Based on the analyses made by Melanie Barboni and her team, the age of the Moon is 4.51 million years, give or take 10 million years. "We were able to correct for everything that was a problem before, the people said about zircon could not be used", Barboni said.

However, Dr. Richard Carlson, director for the department of terrestrial magnetism at Carnegie Institution for Science, told The Verge that the results of Barboni's study was not enough to settle the debate on Moon's age. Carlson has few concerns about the technique used to analyze zircon as well as the assumptions made in the study.

"It is just a very complicated problem they are addressing me, which is why we still do not have a clear answer to such obvious question as the age of the moon", Dr. Carlson explain.

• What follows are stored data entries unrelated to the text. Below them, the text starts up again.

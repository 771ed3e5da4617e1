//! State textures for the automaton
//!
//! Each `StateBuffer` holds one full generation: one binary cell per surface
//! pixel, stored redundantly in all four RGBA channels so the texture can be
//! sampled by the rule pass and presented by the composite pass alike.

use rand::Rng;

/// Texel format of every state buffer. Non-sRGB so a written 1.0 samples
/// back as exactly 1.0.
pub const STATE_FORMAT: wgpu::TextureFormat = wgpu::TextureFormat::Rgba8Unorm;

/// GPU texture holding one generation of cells
///
/// The sampler uses repeat addressing on both axes, which is what makes
/// neighbor lookups wrap toroidally in the rule shader, and nearest
/// filtering so cell values stay exactly 0 or 1.
pub struct StateBuffer {
    pub texture: wgpu::Texture,
    pub view: wgpu::TextureView,
    pub sampler: wgpu::Sampler,
    /// Allocation number, used for debug labels. Assigned by the simulation
    /// engine from an explicit counter.
    pub index: u32,
    width: u32,
    height: u32,
}

impl StateBuffer {
    /// Allocates a buffer where every cell is independently alive with
    /// probability 0.5
    pub fn allocate(
        device: &wgpu::Device,
        queue: &wgpu::Queue,
        width: u32,
        height: u32,
        index: u32,
    ) -> Self {
        let size = wgpu::Extent3d {
            width,
            height,
            depth_or_array_layers: 1,
        };

        let texture = device.create_texture(&wgpu::TextureDescriptor {
            label: Some(&format!("State Buffer {}", index)),
            size,
            mip_level_count: 1,
            sample_count: 1,
            dimension: wgpu::TextureDimension::D2,
            format: STATE_FORMAT,
            usage: wgpu::TextureUsages::TEXTURE_BINDING
                | wgpu::TextureUsages::RENDER_ATTACHMENT
                | wgpu::TextureUsages::COPY_DST,
            view_formats: &[],
        });

        let pixels = random_cells(width, height, &mut rand::rng());
        queue.write_texture(
            wgpu::TexelCopyTextureInfo {
                texture: &texture,
                mip_level: 0,
                origin: wgpu::Origin3d::ZERO,
                aspect: wgpu::TextureAspect::All,
            },
            &pixels,
            wgpu::TexelCopyBufferLayout {
                offset: 0,
                bytes_per_row: Some(4 * width),
                rows_per_image: Some(height),
            },
            size,
        );

        let view = texture.create_view(&wgpu::TextureViewDescriptor::default());

        let sampler = device.create_sampler(&wgpu::SamplerDescriptor {
            label: Some(&format!("State Buffer {} Sampler", index)),
            address_mode_u: wgpu::AddressMode::Repeat,
            address_mode_v: wgpu::AddressMode::Repeat,
            address_mode_w: wgpu::AddressMode::Repeat,
            mag_filter: wgpu::FilterMode::Nearest,
            min_filter: wgpu::FilterMode::Nearest,
            mipmap_filter: wgpu::FilterMode::Nearest,
            ..Default::default()
        });

        Self {
            texture,
            view,
            sampler,
            index,
            width,
            height,
        }
    }

    pub fn width(&self) -> u32 {
        self.width
    }

    pub fn height(&self) -> u32 {
        self.height
    }
}

/// Generates the RGBA8 initial fill: each cell alive (255) with p=0.5, the
/// binary value repeated across R, G and B, alpha opaque
pub fn random_cells(width: u32, height: u32, rng: &mut impl Rng) -> Vec<u8> {
    let mut pixels = Vec::with_capacity((width * height * 4) as usize);
    for _ in 0..width * height {
        let value = if rng.random_bool(0.5) { 255 } else { 0 };
        pixels.extend_from_slice(&[value, value, value, 255]);
    }
    pixels
}

#[cfg(test)]
mod tests {
    use super::*;
    use rand::{rngs::StdRng, SeedableRng};

    #[test]
    fn test_random_cells_layout() {
        let mut rng = StdRng::seed_from_u64(7);
        let pixels = random_cells(16, 9, &mut rng);
        assert_eq!(pixels.len(), 16 * 9 * 4);

        for texel in pixels.chunks_exact(4) {
            assert!(texel[0] == 0 || texel[0] == 255);
            // Binary value carried redundantly in every color channel.
            assert_eq!(texel[0], texel[1]);
            assert_eq!(texel[0], texel[2]);
            assert_eq!(texel[3], 255);
        }
    }

    #[test]
    fn test_random_cells_half_alive() {
        let mut rng = StdRng::seed_from_u64(42);
        let pixels = random_cells(256, 256, &mut rng);
        let alive = pixels
            .chunks_exact(4)
            .filter(|texel| texel[0] == 255)
            .count();
        let fraction = alive as f64 / (256.0 * 256.0);
        assert!((0.45..0.55).contains(&fraction), "fraction = {fraction}");
    }
}
//! Styled terminal output for `figgen`.
//!
//! `anstream` strips the ANSI codes when stdout is not a terminal, so the
//! same calls produce plain text when piped.

mod styles;

use std::io::Write;

pub(crate) use styles::clap_styles;

use styles::{DIM, ERROR, HEADER, KEYWORD, LABEL, SUCCESS, WARNING};

pub(crate) fn success(msg: impl std::fmt::Display) {
    let mut out = anstream::stdout().lock();
    writeln!(out, "{SUCCESS}✓{SUCCESS:#} {SUCCESS}{msg}{SUCCESS:#}").ok();
}

/// Print an error message to stderr.
pub(crate) fn error(msg: impl std::fmt::Display) {
    let mut out = anstream::stderr().lock();
    writeln!(out, "{ERROR}✗ {msg}{ERROR:#}").ok();
}

pub(crate) fn warning(msg: impl std::fmt::Display) {
    let mut out = anstream::stdout().lock();
    writeln!(out, "{WARNING}! {msg}{WARNING:#}").ok();
}

pub(crate) fn header(msg: impl std::fmt::Display) {
    let mut out = anstream::stdout().lock();
    writeln!(out, "{HEADER}{msg}{HEADER:#}").ok();
}

/// Print "  Label: value" with the label bolded.
pub(crate) fn label(name: impl std::fmt::Display, value: impl std::fmt::Display) {
    let mut out = anstream::stdout().lock();
    writeln!(out, "  {LABEL}{name}:{LABEL:#} {value}").ok();
}

pub(crate) fn item(msg: impl std::fmt::Display) {
    let mut out = anstream::stdout().lock();
    writeln!(out, "  • {msg}").ok();
}

/// Print a bulleted node name followed by the keyword it resolves to.
pub(crate) fn tagged_item(name: impl std::fmt::Display, keyword: impl std::fmt::Display) {
    let mut out = anstream::stdout().lock();
    writeln!(out, "  • {name} {KEYWORD}[{keyword}]{KEYWORD:#}").ok();
}

pub(crate) fn dim(msg: impl std::fmt::Display) {
    let mut out = anstream::stdout().lock();
    writeln!(out, "{DIM}{msg}{DIM:#}").ok();
}
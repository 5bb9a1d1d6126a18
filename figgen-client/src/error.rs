//! # Client Error Types
//!
//! Unified error handling for document fetching and keyword compilation.

use std::path::PathBuf;

use thiserror::Error;

/// Client operation result type
pub type ClientResult<T> = Result<T, ClientError>;

/// Error types for document client operations
#[derive(Debug, Error)]
pub enum ClientError {
    #[error("HTTP request failed: {0}")]
    Http(#[from] reqwest::Error),

    #[error("JSON serialization/deserialization failed: {0}")]
    Serialization(#[from] serde_json::Error),

    #[error("no figma files found")]
    NoDocument,

    #[error("Configuration error: {0}")]
    Config(String),

    #[error("invalid keyword pattern '{pattern}': {source}")]
    InvalidKeyword {
        pattern: String,
        source: regex::Error,
    },

    #[error("failed to write snapshot {path}: {source}")]
    Snapshot {
        path: PathBuf,
        source: std::io::Error,
    },

    #[error("IO error: {0}")]
    Io(#[from] std::io::Error),
}

impl ClientError {
    /// Create a configuration error
    pub fn config_error(message: impl Into<String>) -> Self {
        Self::Config(message.into())
    }

    /// Create a snapshot write error for `path`
    pub fn snapshot(path: impl Into<PathBuf>, source: std::io::Error) -> Self {
        Self::Snapshot {
            path: path.into(),
            source,
        }
    }
}

#[cfg(test)]
mod tests {
    use super::*;

    #[test]
    fn test_config_error_constructor() {
        let err = ClientError::config_error("missing FIGMA_FILE_KEY");
        match err {
            ClientError::Config(msg) => assert_eq!(msg, "missing FIGMA_FILE_KEY"),
            _ => panic!("Expected Config variant"),
        }
    }

    #[test]
    fn test_no_document_message() {
        assert_eq!(ClientError::NoDocument.to_string(), "no figma files found");
    }

    #[test]
    fn test_snapshot_error_names_path() {
        let err = ClientError::snapshot(
            "/out/figma.json",
            std::io::Error::new(std::io::ErrorKind::PermissionDenied, "denied"),
        );
        let msg = err.to_string();
        assert!(msg.contains("/out/figma.json"));
        assert!(msg.contains("denied"));
    }

    #[test]
    fn test_io_error_conversion() {
        let io = std::io::Error::new(std::io::ErrorKind::NotFound, "gone");
        let err: ClientError = io.into();
        assert!(matches!(err, ClientError::Io(_)));
    }
}
//! Tera-based rendering of component templates.

mod engine;
mod filters;

pub use engine::{EngineError, TemplateEngine, TEMPLATE_EXTENSION};
//! `figgen generate`

use anyhow::Context;
use figgen_ctl::Pipeline;

use super::resolve_config;
use crate::output;
use crate::GenerateArgs;

pub(crate) async fn handle_generate_command(args: GenerateArgs) -> anyhow::Result<()> {
    let config = resolve_config(args.source.into_raw(!args.no_snapshot))?;
    let pipeline = Pipeline::new(config).context("failed to set up the document source")?;

    let report = pipeline.run().await.context("generation failed")?;

    if report.components.is_empty() {
        output::warning("No nodes matched a component keyword; nothing rendered");
    } else {
        output::success(format!("Generated {} component(s)", report.components.len()));
    }
    output::header("Output");
    output::label("Matched nodes", report.matched_nodes);
    output::label("Model files", report.models_copied);
    for path in &report.components {
        output::item(path.display());
    }
    if let Some(snapshot) = &report.snapshot {
        output::dim(format!("  document saved to {}", snapshot.display()));
    }

    Ok(())
}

But, Barboni still says that it makes sense for the Moon to be old. If some scientists think that life formed as late as 4.1 billion years ago, then the giant impact occurred much earlier than the first emergence of lifeforms, and the Earth has more time to evolve for the right conditions for life to thrive.

Zircon has already been found to be valuable for dating rocks on Earth. This type of rock that crystalizes from magma, dated 4.374 billion years old, and remains relatively unchanged. It is though to have been crystalize when the Moon is still volcanically active, magma from lunar interior erupted onto space and eventually cooled and crystalized into zircon.